Can B2B Companies Use Lean Startup Techniques?

by Oliver Jay

Why can’t they launch as early? 

Early vs. Late Adopters.  Eric Ries commented that “early adopters are so small that there is minimal reputation risk” for startups to launch early and learn as soon as a MVP is built.  I’m not sure if this applies to B2B companies.  In many B2B markets, the number of potential customers is generally far fewer and companies are often challenged with customer concentration.  For Rentjuice, launching early targeting a few Boston realtors can be a risky endeavor.  Rentjuice does not have the luxury of consumer-based companies like Triangulate, for example, which can keep pivoting by appealing to different sets of early adopters until it reaches PMF.  A half-baked B2B product shown to a few “early adopter realtors” runs the risk of 1.) losing that potential customer forever as it would be much more difficult to get in the door again, or 2.) irreversible reputational loss in Boston if the customer landscape is a tight and chatty one.  In fact, in other B2B tech industries like cleantech, the value of launching early is even questionable as early adopters are completely different from the mainstream target customers, making the value of initial customer leanings less relevant.  Aquion Energy’s case demonstrates this point.

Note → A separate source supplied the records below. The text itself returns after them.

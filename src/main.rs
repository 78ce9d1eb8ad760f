use std::path::PathBuf;

use anyhow::{Context, Result};
use clap::Parser;

use monetary_trends::app::{MonetaryDashboard, RelationshipSelection};
use monetary_trends::config::load_config;
use monetary_trends::data::loader::export_csv;
use monetary_trends::state::AppState;
use monetary_trends::{FilterSpec, PipelineConfig, SeriesId};

/// Monetary statistics dashboard: loads a published money-supply table and
/// prints every dashboard view as JSON.
#[derive(Parser, Debug)]
#[command(name = "monetary-trends", version, about)]
struct Cli {
    /// CSV or Parquet file with the monetary statistics
    input: PathBuf,

    /// JSON pipeline configuration
    #[arg(short, long)]
    config: Option<PathBuf>,

    /// Year filter ("All" or e.g. 2023)
    #[arg(long, default_value = "All")]
    year: String,

    /// Quarter filter ("All", 2 or Q2)
    #[arg(long, default_value = "All")]
    quarter: String,

    /// Month filter ("All" or a full month name)
    #[arg(long, default_value = "All")]
    month: String,

    /// Relationship explorer x series
    #[arg(long, default_value = "m0")]
    x: String,

    /// Relationship explorer y series
    #[arg(long, default_value = "m2")]
    y: String,

    /// Write the filtered rows to this CSV file
    #[arg(long)]
    export: Option<PathBuf>,

    /// Pretty-print the JSON output
    #[arg(long)]
    pretty: bool,
}

fn main() -> Result<()> {
    env_logger::init();
    let cli = Cli::parse();

    let config = match &cli.config {
        Some(path) => load_config(path)
            .with_context(|| format!("Failed to load config {}", path.display()))?,
        None => PipelineConfig::default(),
    };

    let mut state = AppState::new(&cli.input, config);
    state
        .launch_dashboard()
        .with_context(|| format!("Failed to load {}", cli.input.display()))?;

    let filter = FilterSpec::from_selection(&cli.year, &cli.quarter, &cli.month)
        .context("Invalid filter selection")?;
    state.set_filter(filter)?;
    log::info!("{} rows match the current filter", state.view.len());

    if let Some(path) = &cli.export {
        export_csv(&state.view, path, state.cache.config())
            .with_context(|| format!("Failed to export {}", path.display()))?;
        log::info!("Exported filtered rows to {}", path.display());
    }

    let selection = RelationshipSelection {
        x: cli.x.parse::<SeriesId>()?,
        y: cli.y.parse::<SeriesId>()?,
    };
    let snapshot = MonetaryDashboard::new(selection).snapshot(&state)?;

    let json = if cli.pretty {
        serde_json::to_string_pretty(&snapshot)?
    } else {
        serde_json::to_string(&snapshot)?
    };
    println!("{json}");
    Ok(())
}
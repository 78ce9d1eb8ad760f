use std::collections::BTreeMap;
use std::fmt;

use serde::{Serialize, Serializer};

use crate::data::model::{Dataset, Record, SeriesId};
use crate::error::Result;

/// Period a record is grouped under.
#[derive(Debug, Clone, Copy, PartialEq, Eq, PartialOrd, Ord, Hash, Serialize)]
pub enum GroupKey {
    Year,
    Quarter,
    Month,
}

/// Value of a [`GroupKey`] for one record. Ordering is chronological.
#[derive(Debug, Clone, Copy, PartialEq, Eq, PartialOrd, Ord, Hash)]
pub enum PeriodKey {
    Year(i32),
    Quarter(i32, u8),
    Month(i32, u32),
}

impl PeriodKey {
    /// `None` for undated records, which belong to no group.
    pub fn of(record: &Record, key: GroupKey) -> Option<Self> {
        let year = record.year()?;
        Some(match key {
            GroupKey::Year => PeriodKey::Year(year),
            GroupKey::Quarter => PeriodKey::Quarter(year, record.quarter()?),
            GroupKey::Month => PeriodKey::Month(year, record.month()?),
        })
    }
}

impl fmt::Display for PeriodKey {
    fn fmt(&self, f: &mut fmt::Formatter<'_>) -> fmt::Result {
        match self {
            PeriodKey::Year(y) => write!(f, "{y}"),
            PeriodKey::Quarter(y, q) => write!(f, "{y}-Q{q}"),
            PeriodKey::Month(y, m) => write!(f, "{y}-{m:02}"),
        }
    }
}

impl Serialize for PeriodKey {
    fn serialize<S: Serializer>(&self, serializer: S) -> std::result::Result<S::Ok, S::Error> {
        serializer.collect_str(self)
    }
}

#[derive(Debug, Clone, Copy, PartialEq, Eq, Serialize)]
#[serde(rename_all = "lowercase")]
pub enum Reducer {
    Sum,
    Mean,
}

impl Reducer {
    /// Reduce the non-`NaN` values; an empty or all-missing set gives `NaN`.
    pub fn reduce(&self, values: &[f64]) -> f64 {
        let present: Vec<f64> = values.iter().copied().filter(|v| !v.is_nan()).collect();
        if present.is_empty() {
            return f64::NAN;
        }
        let sum: f64 = present.iter().sum();
        match self {
            Reducer::Sum => sum,
            Reducer::Mean => sum / present.len() as f64,
        }
    }
}

/// One output group.
#[derive(Debug, Clone, PartialEq, Serialize)]
pub struct GroupSummary {
    pub period: PeriodKey,
    /// Number of records in the group.
    pub rows: usize,
    pub values: BTreeMap<SeriesId, f64>,
}

/// Group dated records by `key` and reduce each requested series
/// independently. Groups come back in ascending period order and together
/// cover every dated record exactly once.
pub fn aggregate(
    dataset: &Dataset,
    key: GroupKey,
    reducers: &[(SeriesId, Reducer)],
) -> Result<Vec<GroupSummary>> {
    for (id, _) in reducers {
        dataset.require(id)?;
    }

    let mut groups: BTreeMap<PeriodKey, Vec<&Record>> = BTreeMap::new();
    for record in &dataset.records {
        if let Some(period) = PeriodKey::of(record, key) {
            groups.entry(period).or_default().push(record);
        }
    }

    Ok(groups
        .into_iter()
        .map(|(period, members)| {
            let values = reducers
                .iter()
                .map(|(id, reducer)| {
                    let column: Vec<f64> = members.iter().map(|r| r.get(id)).collect();
                    (id.clone(), reducer.reduce(&column))
                })
                .collect();
            GroupSummary {
                period,
                rows: members.len(),
                values,
            }
        })
        .collect())
}

/// Per-year sums (the yearly summary table).
pub fn yearly_summary(dataset: &Dataset, series: &[SeriesId]) -> Result<Vec<GroupSummary>> {
    let reducers: Vec<_> = series.iter().map(|id| (id.clone(), Reducer::Sum)).collect();
    aggregate(dataset, GroupKey::Year, &reducers)
}

/// Per-year means (the long-term trend series).
pub fn annual_average(dataset: &Dataset, series: &[SeriesId]) -> Result<Vec<GroupSummary>> {
    let reducers: Vec<_> = series.iter().map(|id| (id.clone(), Reducer::Mean)).collect();
    aggregate(dataset, GroupKey::Year, &reducers)
}

#[cfg(test)]
mod tests {
    use super::*;
    use crate::data::model::SeriesKey;
    use crate::error::PipelineError;
    use chrono::{Months, NaiveDate};
    use rstest::rstest;

    fn dataset(start: (i32, u32), m1: &[f64]) -> Dataset {
        let start = NaiveDate::from_ymd_opt(start.0, start.1, 1).unwrap();
        let records = m1
            .iter()
            .enumerate()
            .map(|(i, v)| {
                let mut r = Record::new(start.checked_add_months(Months::new(i as u32)));
                r.set(SeriesKey::M1.into(), *v);
                r
            })
            .collect();
        Dataset::new(records, vec![SeriesKey::M1.into()])
    }

    #[rstest]
    #[case(Reducer::Sum, &[1.0, 2.0, 3.0], 6.0)]
    #[case(Reducer::Mean, &[1.0, 2.0, 3.0], 2.0)]
    #[case(Reducer::Sum, &[1.0, f64::NAN, 3.0], 4.0)]
    #[case(Reducer::Mean, &[1.0, f64::NAN, 3.0], 2.0)]
    fn reducers(#[case] reducer: Reducer, #[case] values: &[f64], #[case] expected: f64) {
        assert_eq!(reducer.reduce(values), expected);
    }

    #[rstest]
    #[case(Reducer::Sum)]
    #[case(Reducer::Mean)]
    fn empty_or_missing_reduces_to_nan(#[case] reducer: Reducer) {
        assert!(reducer.reduce(&[]).is_nan());
        assert!(reducer.reduce(&[f64::NAN, f64::NAN]).is_nan());
    }

    #[test]
    fn one_full_year_sums_its_rows() {
        let values: Vec<f64> = (0..12).map(|i| 100.0 + 10.0 * i as f64).collect();
        let ds = dataset((2023, 1), &values);
        let out = yearly_summary(&ds, &[SeriesKey::M1.into()]).unwrap();
        assert_eq!(out.len(), 1);
        assert_eq!(out[0].period, PeriodKey::Year(2023));
        assert_eq!(out[0].rows, 12);
        assert_eq!(out[0].values[&SeriesKey::M1.into()], values.iter().sum::<f64>());
    }

    #[test]
    fn groups_ascend_and_partition_dated_rows() {
        let mut ds = dataset((2022, 11), &[1.0; 15]);
        ds.records.reverse();
        ds.records.push(Record::new(None));

        let out = aggregate(&ds, GroupKey::Quarter, &[(SeriesKey::M1.into(), Reducer::Sum)]).unwrap();
        let periods: Vec<PeriodKey> = out.iter().map(|g| g.period).collect();
        let mut sorted = periods.clone();
        sorted.sort();
        assert_eq!(periods, sorted);
        assert_eq!(out.iter().map(|g| g.rows).sum::<usize>(), 15);
        assert_eq!(out.first().map(|g| g.period), Some(PeriodKey::Quarter(2022, 4)));
    }

    #[test]
    fn annual_average_means_per_year() {
        let ds = dataset((2023, 7), &[10.0, 20.0, 30.0, 40.0, 50.0, 60.0, 70.0, 80.0]);
        let out = annual_average(&ds, &[SeriesKey::M1.into()]).unwrap();
        assert_eq!(out.len(), 2);
        assert_eq!(out[0].values[&SeriesKey::M1.into()], 35.0);
        assert_eq!(out[1].values[&SeriesKey::M1.into()], 75.0);
    }

    #[test]
    fn empty_input_gives_no_groups() {
        let ds = dataset((2023, 1), &[]);
        assert!(yearly_summary(&ds, &[SeriesKey::M1.into()]).unwrap().is_empty());
    }

    #[test]
    fn unknown_series_is_rejected() {
        let ds = dataset((2023, 1), &[1.0]);
        let err = yearly_summary(&ds, &[SeriesKey::M0.into()]).unwrap_err();
        assert!(matches!(err, PipelineError::MissingSeries(_)));
    }

    #[test]
    fn period_labels() {
        assert_eq!(PeriodKey::Year(2020).to_string(), "2020");
        assert_eq!(PeriodKey::Quarter(2020, 3).to_string(), "2020-Q3");
        assert_eq!(PeriodKey::Month(2020, 3).to_string(), "2020-03");
    }
}
//! Typed form schema
//!
//! Resolves every element id the survey logic depends on once, when the
//! controller starts. Missing elements are logged and the work that needs
//! them is skipped; `require_complete` turns any gap into an error.

use tracing::warn;

use super::{
    Document, ElementRef, SUMMARY_BALANCE_ID, SUMMARY_CARD_ID, SUMMARY_EXPENSES_ID,
    SUMMARY_INCOME_ID, SUMMARY_RATIO_ID,
};
use crate::error::{SurveyError, SurveyResult};
use crate::models::field::{AGE_ID, FORM_ID, GENDER_ID, TOTAL_INCOME_ID};
use crate::models::{ExpenseCategory, FieldKey};

/// Checkbox and amount input of one category
#[derive(Debug, Clone, Copy, PartialEq, Eq)]
pub struct ExpenseBinding {
    pub category: ExpenseCategory,
    pub checkbox: ElementRef,
    pub amount: ElementRef,
}

/// Summary container and its display elements
#[derive(Debug, Clone, Copy, PartialEq, Eq)]
pub struct SummaryBinding {
    pub card: ElementRef,
    pub income: Option<ElementRef>,
    pub expenses: Option<ElementRef>,
    pub balance: Option<ElementRef>,
    pub ratio: Option<ElementRef>,
}

/// Resolved element handles for the survey form
#[derive(Debug, Clone, Default)]
pub struct FormSchema {
    form: Option<ElementRef>,
    age: Option<ElementRef>,
    gender: Option<ElementRef>,
    total_income: Option<ElementRef>,
    expenses: Vec<ExpenseBinding>,
    summary: Option<SummaryBinding>,
    missing: Vec<String>,
}

impl FormSchema {
    /// Resolve the schema against a document
    pub fn bind(document: &Document) -> Self {
        let mut missing = Vec::new();
        let mut resolve = |id: &str| {
            let found = document.lookup(id);
            if found.is_none() {
                warn!(element = id, "survey element missing from document");
                missing.push(id.to_string());
            }
            found
        };

        let form = resolve(FORM_ID);
        let age = resolve(AGE_ID);
        let gender = resolve(GENDER_ID);
        let total_income = resolve(TOTAL_INCOME_ID);

        let expenses = ExpenseCategory::ALL
            .into_iter()
            .filter_map(|category| {
                let checkbox = resolve(&category.checkbox_id());
                let amount = resolve(&category.amount_id());
                Some(ExpenseBinding {
                    category,
                    checkbox: checkbox?,
                    amount: amount?,
                })
            })
            .collect();

        let summary = resolve(SUMMARY_CARD_ID).map(|card| SummaryBinding {
            card,
            income: resolve(SUMMARY_INCOME_ID),
            expenses: resolve(SUMMARY_EXPENSES_ID),
            balance: resolve(SUMMARY_BALANCE_ID),
            ratio: resolve(SUMMARY_RATIO_ID),
        });

        Self {
            form,
            age,
            gender,
            total_income,
            expenses,
            summary,
            missing,
        }
    }

    /// Fail if any element was missing
    pub fn require_complete(&self) -> SurveyResult<()> {
        if self.missing.is_empty() {
            Ok(())
        } else {
            Err(SurveyError::Schema {
                missing: self.missing.clone(),
            })
        }
    }

    /// Ids that could not be resolved
    pub fn missing(&self) -> &[String] {
        &self.missing
    }

    pub fn form(&self) -> Option<ElementRef> {
        self.form
    }

    pub fn age(&self) -> Option<ElementRef> {
        self.age
    }

    pub fn gender(&self) -> Option<ElementRef> {
        self.gender
    }

    pub fn total_income(&self) -> Option<ElementRef> {
        self.total_income
    }

    /// Categories whose checkbox and amount input both exist
    pub fn expenses(&self) -> &[ExpenseBinding] {
        &self.expenses
    }

    pub fn expense(&self, category: ExpenseCategory) -> Option<&ExpenseBinding> {
        self.expenses.iter().find(|b| b.category == category)
    }

    pub fn summary(&self) -> Option<&SummaryBinding> {
        self.summary.as_ref()
    }

    /// Element handle of a field
    pub fn field(&self, key: FieldKey) -> Option<ElementRef> {
        match key {
            FieldKey::Age => self.age,
            FieldKey::Gender => self.gender,
            FieldKey::TotalIncome => self.total_income,
            FieldKey::ExpenseCheck(c) => self.expense(c).map(|b| b.checkbox),
            FieldKey::ExpenseAmount(c) => self.expense(c).map(|b| b.amount),
        }
    }

    /// Field a handle belongs to
    pub fn field_for(&self, target: ElementRef) -> Option<FieldKey> {
        if self.age == Some(target) {
            return Some(FieldKey::Age);
        }
        if self.gender == Some(target) {
            return Some(FieldKey::Gender);
        }
        if self.total_income == Some(target) {
            return Some(FieldKey::TotalIncome);
        }
        self.expenses.iter().find_map(|b| {
            if b.checkbox == target {
                Some(FieldKey::ExpenseCheck(b.category))
            } else if b.amount == target {
                Some(FieldKey::ExpenseAmount(b.category))
            } else {
                None
            }
        })
    }
}
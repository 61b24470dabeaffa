//! Service layer for the survey form
//!
//! The services are pure: they read a form snapshot (or a schema binding)
//! and return a result plus a patch describing the visual changes.

pub mod enablement;
pub mod summary;
pub mod validation;

pub use enablement::{clear_unless_checked, sync_amount_field};
pub use summary::{compute_summary, render_summary, Summary};
pub use validation::{
    mark_invalid, mark_valid, validate_field, validate_form, FieldValidity, MessageDisplay,
    ValidationIssue, ValidationReport,
};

Why can’t they pivot as much?

MVP Close to PMF.  By launching later, the MVP of B2B companies tends to be much closer to PMF and as such does not require as much hypotheses-testing.  B2B companies generally solve an existing market need whereas B2C companies often create a market need (ex. IMVU and arguably Triangulate’s initial hypothesis).  As a result, B2B companies already know which critical features and core functionality will be necessary and can build a MVP that is close to PMF.  B2B companies also tend to build initial products with one or two particular customers in mind that they feel are either 1.) a gateway into the industry or 2.) representative of the mass market customers.  The MVP therefore is typically built-to-suit with a fairly known list of customer requirements.

Long Feedback Cycles.  While B2B solutions are generally more complex and thus naturally require more time to iterate, another reason why the feedback cycles are so long is because of the complex decision making process of B2B customers.  B2B customers traditionally involve a number of stakeholders: the actual users, multiple VPs, the CIO/CTO, etc.  I believe it is this complexity of managing the expectations and needs of multiple decision-makers that makes for not only long feedback cycles but also prevents startups from being able to effectively test isolated hypotheses.

What Can Actually Be Applied to B2B Startups?

As Eric Ries commented, ultimately lean startups is a philosophy and a mindset.  Any new venture needs a culture of learning and capital efficiency.  Where this philosophy can be applied in the B2B world is with SaaS companies, particularly those targeting SMBs in fragmented markets.  Consider salesforce.com’s initial go-to-market strategy where they first targeted actual field sales people much like a B2C startup would target early-adopters.  There are enough individual sales people to limit reputational risk, allowing the company to launch a MVP earlier and run A/B tests to learn from initial users.  By directly appealing to the end-users, salesforce.com was able to bypass the long DMP B2B startups are typically faced with.  In essence, salesforce.com sold a B2B product using lean B2C startup strategies.  Dropbox can likely use this strategy to enter the B2B space.